>>>

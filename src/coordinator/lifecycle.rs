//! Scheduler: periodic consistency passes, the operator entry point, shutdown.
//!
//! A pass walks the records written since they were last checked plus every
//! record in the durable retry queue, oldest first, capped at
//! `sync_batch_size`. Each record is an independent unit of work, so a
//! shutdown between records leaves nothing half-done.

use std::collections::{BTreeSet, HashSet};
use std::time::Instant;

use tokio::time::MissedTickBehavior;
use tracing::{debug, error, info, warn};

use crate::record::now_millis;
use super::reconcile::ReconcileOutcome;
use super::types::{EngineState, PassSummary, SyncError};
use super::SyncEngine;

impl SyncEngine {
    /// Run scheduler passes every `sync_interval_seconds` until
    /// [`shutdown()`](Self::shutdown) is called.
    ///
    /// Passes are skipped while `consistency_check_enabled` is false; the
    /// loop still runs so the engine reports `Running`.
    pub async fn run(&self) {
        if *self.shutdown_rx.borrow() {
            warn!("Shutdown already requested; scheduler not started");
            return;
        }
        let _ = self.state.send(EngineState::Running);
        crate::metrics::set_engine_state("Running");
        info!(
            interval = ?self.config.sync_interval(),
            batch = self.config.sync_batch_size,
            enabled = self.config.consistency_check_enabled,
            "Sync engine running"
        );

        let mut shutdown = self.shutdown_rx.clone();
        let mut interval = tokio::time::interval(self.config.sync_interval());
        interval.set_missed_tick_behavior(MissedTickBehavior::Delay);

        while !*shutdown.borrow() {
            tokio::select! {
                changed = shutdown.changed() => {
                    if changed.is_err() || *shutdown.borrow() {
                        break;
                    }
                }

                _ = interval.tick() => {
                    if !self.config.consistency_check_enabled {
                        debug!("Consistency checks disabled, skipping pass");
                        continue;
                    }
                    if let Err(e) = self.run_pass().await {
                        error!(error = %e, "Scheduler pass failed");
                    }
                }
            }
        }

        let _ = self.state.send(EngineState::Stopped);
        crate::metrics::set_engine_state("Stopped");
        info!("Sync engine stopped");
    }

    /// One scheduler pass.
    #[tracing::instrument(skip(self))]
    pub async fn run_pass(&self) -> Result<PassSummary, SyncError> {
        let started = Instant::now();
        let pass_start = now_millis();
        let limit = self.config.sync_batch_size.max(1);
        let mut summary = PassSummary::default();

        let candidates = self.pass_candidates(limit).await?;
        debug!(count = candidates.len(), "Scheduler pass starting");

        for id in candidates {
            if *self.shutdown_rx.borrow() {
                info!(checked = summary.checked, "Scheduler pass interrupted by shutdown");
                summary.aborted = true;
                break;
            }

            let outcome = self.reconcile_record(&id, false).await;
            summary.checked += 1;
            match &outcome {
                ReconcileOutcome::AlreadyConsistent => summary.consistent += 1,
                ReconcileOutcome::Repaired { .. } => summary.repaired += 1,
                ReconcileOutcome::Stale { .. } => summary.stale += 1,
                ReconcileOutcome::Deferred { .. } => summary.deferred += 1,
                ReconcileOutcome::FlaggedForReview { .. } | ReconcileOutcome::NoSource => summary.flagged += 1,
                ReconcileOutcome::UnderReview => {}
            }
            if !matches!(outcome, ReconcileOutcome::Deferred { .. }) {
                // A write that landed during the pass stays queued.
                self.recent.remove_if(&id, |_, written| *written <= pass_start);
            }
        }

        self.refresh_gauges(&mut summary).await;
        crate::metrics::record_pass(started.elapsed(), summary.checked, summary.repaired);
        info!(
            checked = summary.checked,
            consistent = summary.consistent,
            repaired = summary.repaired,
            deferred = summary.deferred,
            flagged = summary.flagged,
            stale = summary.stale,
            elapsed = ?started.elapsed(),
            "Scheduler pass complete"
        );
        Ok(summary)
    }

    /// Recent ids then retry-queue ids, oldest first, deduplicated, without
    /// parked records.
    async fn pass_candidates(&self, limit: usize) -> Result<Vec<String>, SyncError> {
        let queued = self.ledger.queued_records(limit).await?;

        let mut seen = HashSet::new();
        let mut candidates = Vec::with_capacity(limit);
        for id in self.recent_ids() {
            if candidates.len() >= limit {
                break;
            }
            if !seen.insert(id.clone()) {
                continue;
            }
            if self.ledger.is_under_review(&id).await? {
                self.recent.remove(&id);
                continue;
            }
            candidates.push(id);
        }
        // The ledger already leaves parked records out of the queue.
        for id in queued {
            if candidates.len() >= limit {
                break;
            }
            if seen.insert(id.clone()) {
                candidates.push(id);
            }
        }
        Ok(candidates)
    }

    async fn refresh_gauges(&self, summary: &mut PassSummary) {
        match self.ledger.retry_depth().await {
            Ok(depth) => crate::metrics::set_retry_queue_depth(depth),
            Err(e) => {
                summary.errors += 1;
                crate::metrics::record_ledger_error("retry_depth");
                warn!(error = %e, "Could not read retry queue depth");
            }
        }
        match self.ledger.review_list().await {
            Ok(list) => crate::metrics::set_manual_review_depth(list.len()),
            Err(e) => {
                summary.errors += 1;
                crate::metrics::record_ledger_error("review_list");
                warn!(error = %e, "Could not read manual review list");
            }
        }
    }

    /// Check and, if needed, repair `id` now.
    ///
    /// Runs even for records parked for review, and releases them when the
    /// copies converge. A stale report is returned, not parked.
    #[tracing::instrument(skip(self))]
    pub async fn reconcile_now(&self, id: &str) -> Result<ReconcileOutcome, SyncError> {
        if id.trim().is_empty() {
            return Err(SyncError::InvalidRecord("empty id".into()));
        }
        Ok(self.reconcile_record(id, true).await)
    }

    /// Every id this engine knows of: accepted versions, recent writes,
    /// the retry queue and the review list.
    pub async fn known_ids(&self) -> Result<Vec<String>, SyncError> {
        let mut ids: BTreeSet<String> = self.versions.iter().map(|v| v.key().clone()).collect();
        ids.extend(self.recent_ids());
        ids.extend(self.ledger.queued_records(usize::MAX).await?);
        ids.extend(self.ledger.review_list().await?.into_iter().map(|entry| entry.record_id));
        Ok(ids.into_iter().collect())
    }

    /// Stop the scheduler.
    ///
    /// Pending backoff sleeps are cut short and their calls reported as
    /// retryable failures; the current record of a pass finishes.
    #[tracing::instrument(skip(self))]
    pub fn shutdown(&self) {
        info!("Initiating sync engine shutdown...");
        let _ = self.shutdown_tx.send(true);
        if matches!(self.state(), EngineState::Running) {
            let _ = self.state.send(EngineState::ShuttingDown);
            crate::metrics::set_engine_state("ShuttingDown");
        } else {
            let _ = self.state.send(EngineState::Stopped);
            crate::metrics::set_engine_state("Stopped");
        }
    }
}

<<<
>>>

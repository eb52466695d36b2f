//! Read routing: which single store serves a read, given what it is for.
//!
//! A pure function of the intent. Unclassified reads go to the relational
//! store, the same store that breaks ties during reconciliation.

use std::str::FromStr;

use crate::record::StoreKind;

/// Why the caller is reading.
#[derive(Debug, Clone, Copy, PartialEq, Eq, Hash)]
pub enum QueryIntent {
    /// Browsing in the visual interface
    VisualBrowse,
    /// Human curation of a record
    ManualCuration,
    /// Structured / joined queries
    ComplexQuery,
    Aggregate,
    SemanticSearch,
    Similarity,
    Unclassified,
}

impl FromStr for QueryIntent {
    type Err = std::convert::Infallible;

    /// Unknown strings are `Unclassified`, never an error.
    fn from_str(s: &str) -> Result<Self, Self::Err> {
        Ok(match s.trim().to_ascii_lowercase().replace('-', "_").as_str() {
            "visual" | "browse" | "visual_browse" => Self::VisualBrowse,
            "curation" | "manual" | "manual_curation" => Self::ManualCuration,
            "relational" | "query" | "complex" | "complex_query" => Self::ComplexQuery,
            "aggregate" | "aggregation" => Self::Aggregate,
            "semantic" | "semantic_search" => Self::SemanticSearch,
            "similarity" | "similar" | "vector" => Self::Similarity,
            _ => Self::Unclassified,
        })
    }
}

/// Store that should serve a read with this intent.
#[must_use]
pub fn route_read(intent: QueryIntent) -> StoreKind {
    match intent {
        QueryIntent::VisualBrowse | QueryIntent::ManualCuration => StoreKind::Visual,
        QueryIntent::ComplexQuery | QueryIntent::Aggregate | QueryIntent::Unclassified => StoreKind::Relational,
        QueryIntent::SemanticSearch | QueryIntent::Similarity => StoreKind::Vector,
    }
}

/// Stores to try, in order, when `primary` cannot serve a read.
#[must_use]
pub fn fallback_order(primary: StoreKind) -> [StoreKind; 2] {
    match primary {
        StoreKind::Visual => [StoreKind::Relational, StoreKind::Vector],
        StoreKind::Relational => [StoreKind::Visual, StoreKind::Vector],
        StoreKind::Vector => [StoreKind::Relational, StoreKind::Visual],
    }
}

<<<

_What you will do_:
Filter the records for lines holding the string "stale". Copy each one.

_Task result_:
                ReconcileOutcome::Stale { .. } => summary.stale += 1,
            stale = summary.stale,
    /// copies converge. A stale report is returned, not parked.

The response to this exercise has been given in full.